Les immenses grilles en fer forgé de Ploutos Park s’ouvrirent en silence pour se refermer ensuite derrière lui. Il se dirigeait à présent vers les tours jumelles et étincelantes du siège social d’Evran, à 8 kilomètres de là.
Le gardien le salua alors qu’il s’engageait dans le parking souterrain réservé aux cadres dirigeants pour se garer devant son ascenseur personnel. La cabine monta au quatre-vingt-deuxième étage où Rachel était déjà au travail.
Crowley pénétra dans son bureau, une pièce grandiose en angle dont les deux parois entièrement vitrées offraient une vue extraordinaire sur la ville. Les autres murs n’étaient qu’un étalage ininterrompu de grands maîtres – Rembrandt, Michel-Ange, Vinci –, tous acquis de façon légale dans des ventes aux enchères et chacun valant des dizaines de millions. Crowley s’immobilisa un instant pour jouir de la vue sur ces rues envahies de voitures, de camions et de cars tous alimentés par des dérivés du pétrole ou du gaz. Cette idée lui fit penser au Papyrus Euclide et à l’existence éventuelle d’une énergie alternative et il prit note de ne pas manquer de demander à Rubinstein s’il avait du nouveau.
Son regard balaya la ligne des gratte-ciel de Dallas. Contempler l’humanité grouillante et coincée sur Elm et Commerce, dans une des villes les plus embouteillées d’Amérique, lui procurait toujours une réelle satisfaction. Un télescope en cuivre trônant devant l’une des fenêtres venait souligner encore un peu plus la situation dominante de son bureau. Il éprouvait plus de plaisir encore à toiser les toits de la Bank of America, de la JP Morgan Chase Tower ainsi que l’extraordinaire architecture en prisme du Fountain Place avec les 172 fontaines qui dansaient à ses pieds et qui, vues d’ici, semblaient minuscules. Dès leur conception, Crowley avait tenu à ce que ses tours expriment cette domination. À 396 mètres de haut, elles étaient non seulement les plus hautes de Dallas, mais elles étaient aussi plus grandes que l’Empire State Building. En termes de hauteur, elles étaient les quatrièmes des États-Unis après le nouveau One World Trade Center bâti au nord-ouest du site du 11-Septembre et les tours Willis et Trump à Chicago. Le dernier étage était entièrement occupé par les bureaux de Rachel et Crowley, quelques suites, plusieurs salles de bains, saunas et salles de massage ainsi que par la salle du conseil d’administration que jouxtaient une immense salle à manger et des cuisines.

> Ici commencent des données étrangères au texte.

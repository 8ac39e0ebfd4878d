//! Change-triggered critical review (`POST_TOOL_USE` / `USER_PROMPT_SUBMIT`).
//!
//! A monitored file is fingerprinted on every dispatch. The external
//! evaluation runs only when the feature is enabled, the fingerprint
//! differs from the stored one (or none is stored yet), and at least
//! `throttle_ms` passed since the previous run. A failed evaluation still stores the new
//! fingerprint so unchanged content is not retried forever.
//!
//! The fingerprint is `len-first100-last100`, so an edit confined to the
//! middle of the file that keeps its length goes unnoticed.

use std::collections::HashMap;
use std::path::{Path, PathBuf};
use std::sync::Arc;
use std::time::{Duration, Instant};

use async_trait::async_trait;
use serde::Serialize;
use tokio::sync::Mutex;
use tracing::{debug, error, info};

use devflow_core::config::hooks::CriticalReviewConfig;

use super::context_cwd;
use crate::collaborators::evaluator::{EvaluationReport, Evaluator};
use crate::error::{HookError, HookResult};
use crate::hooks::chain::{HookHandler, Next};
use crate::hooks::context::HookContext;

/// Context key the review outcome is written to.
pub const CRITICAL_REVIEW_KEY: &str = "critical_review";

const EDGE_CHARS: usize = 100;

/// Cheap content fingerprint: `"{len}-{first 100 chars}-{last 100 chars}"`.
pub fn fingerprint(content: &str) -> String {
    let len = content.chars().count();
    let head: String = content.chars().take(EDGE_CHARS).collect();
    let tail: String = content.chars().skip(len.saturating_sub(EDGE_CHARS)).collect();
    format!("{len}-{head}-{tail}")
}

/// What a check decided.
#[derive(Debug, Clone, PartialEq, Eq, Serialize)]
#[serde(tag = "outcome", rename_all = "snake_case")]
pub enum ReviewOutcome {
    /// The feature is turned off.
    Disabled,
    /// The monitored file does not exist.
    Missing,
    /// Content fingerprint unchanged.
    Unchanged,
    /// Changed, but the previous run was too recent.
    Throttled {
        /// Time left until the next run is allowed.
        remaining_ms: u64,
    },
    /// The evaluation ran successfully.
    Ran {
        /// Captured evaluation output.
        report: EvaluationReport,
    },
    /// The evaluation ran and failed; the failure was logged.
    Failed {
        /// Why it failed.
        reason: String,
    },
}

#[derive(Debug, Clone)]
struct WatchState {
    fingerprint: String,
    last_run: Option<Instant>,
}

/// Runs the external evaluation when the monitored file changes.
pub struct CriticalReviewHook {
    enabled: bool,
    monitored_file: PathBuf,
    throttle: Duration,
    evaluator: Arc<dyn Evaluator>,
    state: Mutex<HashMap<PathBuf, WatchState>>,
}

impl CriticalReviewHook {
    /// Creates the hook from its configuration section.
    pub fn new(config: &CriticalReviewConfig, evaluator: Arc<dyn Evaluator>) -> Self {
        Self {
            enabled: config.enable_critical_review,
            monitored_file: PathBuf::from(&config.monitored_file),
            throttle: Duration::from_millis(config.throttle_ms),
            evaluator,
            state: Mutex::new(HashMap::new()),
        }
    }

    /// The monitored file, resolved against `cwd` when relative.
    pub fn monitored_path(&self, cwd: Option<&Path>) -> PathBuf {
        match cwd {
            Some(cwd) if self.monitored_file.is_relative() => cwd.join(&self.monitored_file),
            _ => self.monitored_file.clone(),
        }
    }

    /// Checks `file` now.
    pub async fn check(&self, file: &Path) -> HookResult<ReviewOutcome> {
        self.check_at(file, Instant::now()).await
    }

    /// Checks `file` as if the current time were `now`.
    pub async fn check_at(&self, file: &Path, now: Instant) -> HookResult<ReviewOutcome> {
        if !self.enabled {
            return Ok(ReviewOutcome::Disabled);
        }

        let bytes = match tokio::fs::read(file).await {
            Ok(bytes) => bytes,
            Err(e) if e.kind() == std::io::ErrorKind::NotFound => {
                debug!(file = %file.display(), "Monitored file absent");
                return Ok(ReviewOutcome::Missing);
            }
            Err(e) => {
                return Err(HookError::io(
                    format!("Failed to read '{}'", file.display()),
                    e,
                ));
            }
        };
        let content = String::from_utf8_lossy(&bytes);
        let current = fingerprint(&content);

        {
            let state = self.state.lock().await;
            // A file seen for the first time counts as changed.
            if let Some(watch) = state.get(file) {
                if watch.fingerprint == current {
                    return Ok(ReviewOutcome::Unchanged);
                }

                if let Some(last_run) = watch.last_run {
                    let elapsed = now.saturating_duration_since(last_run);
                    if elapsed < self.throttle {
                        let remaining_ms = (self.throttle - elapsed).as_millis() as u64;
                        debug!(file = %file.display(), remaining_ms, "Review throttled");
                        return Ok(ReviewOutcome::Throttled { remaining_ms });
                    }
                }
            }
        }

        // The lock is not held while the evaluation runs.
        let result = self.evaluator.evaluate(file).await;

        let mut state = self.state.lock().await;
        let watch = state.entry(file.to_path_buf()).or_insert_with(|| WatchState {
            fingerprint: String::new(),
            last_run: None,
        });
        watch.fingerprint = current;

        match result {
            Ok(report) => {
                watch.last_run = Some(now);
                info!(
                    file = %file.display(),
                    duration_ms = report.duration_ms,
                    "Critical review completed"
                );
                Ok(ReviewOutcome::Ran { report })
            }
            Err(err) => {
                error!(
                    file = %file.display(),
                    reason = %err,
                    "Critical review failed"
                );
                Ok(ReviewOutcome::Failed {
                    reason: err.to_string(),
                })
            }
        }
    }

    /// Forgets all stored fingerprints and run times.
    pub async fn reset(&self) {
        self.state.lock().await.clear();
    }
}

#[async_trait]
impl HookHandler for CriticalReviewHook {
    async fn handle(&self, ctx: &mut HookContext, next: Next<'_>) -> HookResult<()> {
        if self.enabled {
            let file = self.monitored_path(context_cwd(ctx).as_deref());
            let outcome = self.check(&file).await?;
            ctx.set_serialized(CRITICAL_REVIEW_KEY, &outcome)?;
        }

        next.run(ctx).await;
        Ok(())
    }
}

#[cfg(test)]
mod tests {
    use super::*;

    #[test]
    fn test_fingerprint_short_content() {
        assert_eq!(fingerprint("abc"), "3-abc-abc");
        assert_eq!(fingerprint(""), "0--");
    }

    #[test]
    fn test_fingerprint_long_content_uses_edges() {
        let content = format!("{}{}{}", "a".repeat(100), "m".repeat(50), "z".repeat(100));
        let fp = fingerprint(&content);
        assert_eq!(fp, format!("250-{}-{}", "a".repeat(100), "z".repeat(100)));
    }

    #[test]
    fn test_fingerprint_misses_same_length_middle_edit() {
        let before = format!("{}{}{}", "a".repeat(100), "x".repeat(10), "z".repeat(100));
        let after = format!("{}{}{}", "a".repeat(100), "y".repeat(10), "z".repeat(100));
        assert_eq!(fingerprint(&before), fingerprint(&after));
    }

    #[test]
    fn test_fingerprint_counts_characters() {
        assert_eq!(fingerprint("é"), "1-é-é");
    }
}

— Bonjour. J’espère que vous avez bien dormi, fit Rachel en entrant.
Le ton était sec, tout juste poli. Elle détestait être à Dallas. Sa maison luxueuse payée par Evran sur Strait Lane, l’une des rues les plus chics de la ville, n’était pas en cause. Non, son problème était ailleurs : elle n’aimait pas partager. Cela faisait un moment qu’elle s’était juré de forcer son patron à divorcer de sa femme, une créature grotesque en cardigan et collier de perles, pour enfin lui mettre le grappin dessus et ajouter l’administration de Ploutos Park à ses déjà nombreuses responsabilités.
Crowley se servit un café à la machine à expresso.
— Comment se présente la journée ?
— Bien remplie, répondit-elle en posant une sortie imprimée de son agenda électronique sur son bureau. Comme vous l’avez demandé, je vous ai laissé une disponibilité entre 9 et 10 heures du matin. Resterez-vous au bureau ?
— Il y a certaines choses auxquelles il n’est pas nécessaire que vous soyez mêlée, répliqua-t-il froidement.
Ses rencontres avec des tueurs comme Elias D. Ruger ne concernaient que certaines personnes choisies avec soin. Hormis le chef de la Zone 15, Eugene Reid, personne à Evran, pas même Rachel, n’était au courant.
— La réunion du conseil est à 11 heures, le déjeuner à 13 heures, répondit-elle, tout aussi glaciale.
— Ils sont tous là ?
— Tous, confirma Rachel.
Le dernier cadre qui s’était présenté en retard à une réunion du conseil d’administration avait été viré sur-le-champ. Ce qui n’empêchait pas cette réunion mensuelle de n’être qu’une mascarade. Les minutes qui lui étaient consacrées servaient uniquement à respecter la réglementation des autorités de régulation.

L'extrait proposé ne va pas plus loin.